ASSIGNED TASK
Please find every line below that includes "false" and report how many there are. Nothing else is needed.
★ ★ ★ ★ ★
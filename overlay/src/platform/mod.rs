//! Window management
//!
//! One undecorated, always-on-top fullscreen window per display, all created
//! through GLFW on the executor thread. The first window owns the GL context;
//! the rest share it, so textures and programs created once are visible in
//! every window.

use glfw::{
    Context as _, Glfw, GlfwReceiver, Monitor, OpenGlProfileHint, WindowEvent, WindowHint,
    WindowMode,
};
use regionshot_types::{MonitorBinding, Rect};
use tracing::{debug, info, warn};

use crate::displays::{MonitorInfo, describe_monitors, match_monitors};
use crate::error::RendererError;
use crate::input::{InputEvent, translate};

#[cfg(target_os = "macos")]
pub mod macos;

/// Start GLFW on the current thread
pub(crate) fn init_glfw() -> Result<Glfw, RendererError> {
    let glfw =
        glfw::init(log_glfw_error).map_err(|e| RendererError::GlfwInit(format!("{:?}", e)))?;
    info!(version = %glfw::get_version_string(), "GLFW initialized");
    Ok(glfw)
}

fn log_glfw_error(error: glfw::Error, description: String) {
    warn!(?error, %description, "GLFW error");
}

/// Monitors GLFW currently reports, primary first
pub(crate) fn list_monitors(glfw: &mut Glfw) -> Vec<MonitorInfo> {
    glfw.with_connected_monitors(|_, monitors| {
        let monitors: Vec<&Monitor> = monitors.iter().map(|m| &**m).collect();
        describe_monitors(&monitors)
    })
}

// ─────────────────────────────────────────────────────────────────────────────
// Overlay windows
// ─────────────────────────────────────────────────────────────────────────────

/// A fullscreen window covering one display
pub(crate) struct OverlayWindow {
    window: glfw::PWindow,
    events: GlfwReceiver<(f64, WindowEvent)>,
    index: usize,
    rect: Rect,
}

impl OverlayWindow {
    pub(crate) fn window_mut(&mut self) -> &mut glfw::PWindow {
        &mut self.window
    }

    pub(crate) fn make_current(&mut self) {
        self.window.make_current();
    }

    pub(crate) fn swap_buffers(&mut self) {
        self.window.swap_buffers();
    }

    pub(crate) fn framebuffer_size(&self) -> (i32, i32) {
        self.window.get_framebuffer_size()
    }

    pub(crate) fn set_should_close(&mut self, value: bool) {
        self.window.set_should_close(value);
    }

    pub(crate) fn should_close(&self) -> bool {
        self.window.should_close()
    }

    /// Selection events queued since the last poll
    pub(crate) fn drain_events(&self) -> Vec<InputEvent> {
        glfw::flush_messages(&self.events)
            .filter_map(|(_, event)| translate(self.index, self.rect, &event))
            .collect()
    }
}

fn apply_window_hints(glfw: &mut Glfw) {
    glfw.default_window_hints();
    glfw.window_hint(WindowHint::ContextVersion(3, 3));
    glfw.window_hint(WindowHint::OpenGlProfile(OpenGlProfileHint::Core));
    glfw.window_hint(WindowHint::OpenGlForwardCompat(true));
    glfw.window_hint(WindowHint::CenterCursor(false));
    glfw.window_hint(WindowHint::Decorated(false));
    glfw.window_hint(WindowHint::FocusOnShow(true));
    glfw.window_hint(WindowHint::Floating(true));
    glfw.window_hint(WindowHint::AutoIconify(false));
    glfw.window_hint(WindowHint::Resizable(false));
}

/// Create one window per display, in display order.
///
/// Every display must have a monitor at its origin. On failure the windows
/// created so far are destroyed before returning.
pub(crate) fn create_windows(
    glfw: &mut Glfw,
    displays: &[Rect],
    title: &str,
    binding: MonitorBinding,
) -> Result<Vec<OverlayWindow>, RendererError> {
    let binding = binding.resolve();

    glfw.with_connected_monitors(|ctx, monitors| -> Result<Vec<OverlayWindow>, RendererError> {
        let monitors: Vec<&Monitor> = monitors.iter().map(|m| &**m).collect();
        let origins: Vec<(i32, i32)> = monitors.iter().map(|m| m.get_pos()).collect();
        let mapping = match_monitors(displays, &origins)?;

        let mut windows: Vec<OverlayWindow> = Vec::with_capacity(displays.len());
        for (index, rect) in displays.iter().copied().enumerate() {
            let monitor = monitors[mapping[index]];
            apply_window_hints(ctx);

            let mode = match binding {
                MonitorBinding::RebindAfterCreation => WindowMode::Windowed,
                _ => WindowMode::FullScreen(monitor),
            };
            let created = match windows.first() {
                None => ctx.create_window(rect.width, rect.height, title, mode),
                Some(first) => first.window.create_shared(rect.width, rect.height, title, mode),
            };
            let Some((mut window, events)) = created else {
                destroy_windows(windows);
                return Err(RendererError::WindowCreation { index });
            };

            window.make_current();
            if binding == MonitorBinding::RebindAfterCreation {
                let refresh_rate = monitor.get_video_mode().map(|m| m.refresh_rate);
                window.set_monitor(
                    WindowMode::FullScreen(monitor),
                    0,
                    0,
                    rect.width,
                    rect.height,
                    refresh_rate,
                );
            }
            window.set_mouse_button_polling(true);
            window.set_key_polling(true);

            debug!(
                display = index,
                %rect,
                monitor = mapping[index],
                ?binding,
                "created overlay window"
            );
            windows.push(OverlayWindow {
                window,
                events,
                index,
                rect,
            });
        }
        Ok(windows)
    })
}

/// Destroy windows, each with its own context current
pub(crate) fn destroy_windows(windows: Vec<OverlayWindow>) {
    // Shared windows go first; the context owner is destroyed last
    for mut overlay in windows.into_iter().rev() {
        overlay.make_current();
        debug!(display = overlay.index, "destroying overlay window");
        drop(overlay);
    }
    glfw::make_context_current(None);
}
★ ★ ★ ★ ★
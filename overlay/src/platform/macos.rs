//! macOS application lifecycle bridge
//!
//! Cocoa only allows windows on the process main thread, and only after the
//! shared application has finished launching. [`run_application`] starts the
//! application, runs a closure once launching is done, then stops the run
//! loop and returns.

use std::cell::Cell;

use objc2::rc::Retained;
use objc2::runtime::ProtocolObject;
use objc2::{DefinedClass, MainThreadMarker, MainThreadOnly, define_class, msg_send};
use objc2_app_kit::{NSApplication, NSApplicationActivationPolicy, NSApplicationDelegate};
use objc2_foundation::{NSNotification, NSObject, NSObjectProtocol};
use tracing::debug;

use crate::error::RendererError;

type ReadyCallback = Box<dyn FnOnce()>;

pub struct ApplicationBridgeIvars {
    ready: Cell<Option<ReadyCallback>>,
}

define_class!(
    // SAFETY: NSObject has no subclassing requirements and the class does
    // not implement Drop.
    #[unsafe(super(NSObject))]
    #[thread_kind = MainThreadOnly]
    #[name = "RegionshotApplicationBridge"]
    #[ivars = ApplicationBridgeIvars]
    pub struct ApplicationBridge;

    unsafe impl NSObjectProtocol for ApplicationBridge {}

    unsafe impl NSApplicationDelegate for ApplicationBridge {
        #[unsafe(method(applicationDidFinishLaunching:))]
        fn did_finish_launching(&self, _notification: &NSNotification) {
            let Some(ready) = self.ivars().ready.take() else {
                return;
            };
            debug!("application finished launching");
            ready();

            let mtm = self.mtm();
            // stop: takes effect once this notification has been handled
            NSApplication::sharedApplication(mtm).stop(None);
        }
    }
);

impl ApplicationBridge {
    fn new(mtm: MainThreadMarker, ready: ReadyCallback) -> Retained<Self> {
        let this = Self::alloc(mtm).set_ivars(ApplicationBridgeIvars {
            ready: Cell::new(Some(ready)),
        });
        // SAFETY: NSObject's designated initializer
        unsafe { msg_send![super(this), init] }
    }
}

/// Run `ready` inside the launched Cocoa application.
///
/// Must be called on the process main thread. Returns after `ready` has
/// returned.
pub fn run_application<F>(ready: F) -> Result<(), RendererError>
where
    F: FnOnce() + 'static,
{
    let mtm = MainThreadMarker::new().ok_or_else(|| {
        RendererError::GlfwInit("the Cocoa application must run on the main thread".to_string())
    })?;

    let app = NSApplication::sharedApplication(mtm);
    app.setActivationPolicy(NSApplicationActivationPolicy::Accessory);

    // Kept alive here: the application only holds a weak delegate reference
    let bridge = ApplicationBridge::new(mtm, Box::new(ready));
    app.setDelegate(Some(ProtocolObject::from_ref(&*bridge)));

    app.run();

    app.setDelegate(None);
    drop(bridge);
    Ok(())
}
★ ★ ★ ★ ★
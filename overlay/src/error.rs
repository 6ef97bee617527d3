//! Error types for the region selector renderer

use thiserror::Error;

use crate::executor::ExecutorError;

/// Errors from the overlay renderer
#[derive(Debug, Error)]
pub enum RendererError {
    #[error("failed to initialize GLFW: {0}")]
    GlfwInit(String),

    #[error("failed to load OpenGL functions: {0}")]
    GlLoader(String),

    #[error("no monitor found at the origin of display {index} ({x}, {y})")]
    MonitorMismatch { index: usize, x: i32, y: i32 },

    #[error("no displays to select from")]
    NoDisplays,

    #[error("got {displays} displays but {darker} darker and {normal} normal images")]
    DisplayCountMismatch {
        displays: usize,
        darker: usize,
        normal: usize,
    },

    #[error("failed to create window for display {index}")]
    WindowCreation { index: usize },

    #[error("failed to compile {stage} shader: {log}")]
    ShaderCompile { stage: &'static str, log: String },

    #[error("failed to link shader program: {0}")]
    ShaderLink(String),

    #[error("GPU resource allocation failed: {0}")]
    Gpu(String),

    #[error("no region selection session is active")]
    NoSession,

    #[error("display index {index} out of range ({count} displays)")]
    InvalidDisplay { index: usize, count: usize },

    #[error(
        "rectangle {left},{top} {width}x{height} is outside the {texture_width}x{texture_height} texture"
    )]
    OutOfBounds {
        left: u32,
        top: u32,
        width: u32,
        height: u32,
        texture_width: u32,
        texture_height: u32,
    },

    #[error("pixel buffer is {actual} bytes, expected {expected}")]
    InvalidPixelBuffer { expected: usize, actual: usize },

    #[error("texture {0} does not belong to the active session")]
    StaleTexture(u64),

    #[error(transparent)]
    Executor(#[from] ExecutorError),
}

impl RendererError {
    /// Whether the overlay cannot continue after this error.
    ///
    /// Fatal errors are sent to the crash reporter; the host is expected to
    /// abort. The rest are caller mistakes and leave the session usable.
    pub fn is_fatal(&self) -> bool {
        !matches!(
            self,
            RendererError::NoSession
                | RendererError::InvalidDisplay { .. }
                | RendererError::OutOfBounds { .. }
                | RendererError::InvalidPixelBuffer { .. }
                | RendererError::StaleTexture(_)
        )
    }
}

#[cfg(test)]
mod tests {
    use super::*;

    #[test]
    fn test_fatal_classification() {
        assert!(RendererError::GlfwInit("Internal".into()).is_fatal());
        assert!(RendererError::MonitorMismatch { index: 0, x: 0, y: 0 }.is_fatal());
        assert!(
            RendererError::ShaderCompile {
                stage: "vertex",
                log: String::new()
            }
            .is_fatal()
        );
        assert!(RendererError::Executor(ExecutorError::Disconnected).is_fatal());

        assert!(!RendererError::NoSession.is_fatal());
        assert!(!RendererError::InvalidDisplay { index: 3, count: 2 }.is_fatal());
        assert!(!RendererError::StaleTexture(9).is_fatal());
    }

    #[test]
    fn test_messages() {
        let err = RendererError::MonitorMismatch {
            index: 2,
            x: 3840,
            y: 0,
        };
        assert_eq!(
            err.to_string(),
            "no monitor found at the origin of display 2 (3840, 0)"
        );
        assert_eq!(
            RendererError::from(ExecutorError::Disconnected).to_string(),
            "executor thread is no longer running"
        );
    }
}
★ ★ ★ ★ ★
RESPONSE TO THIS EXERCISE
4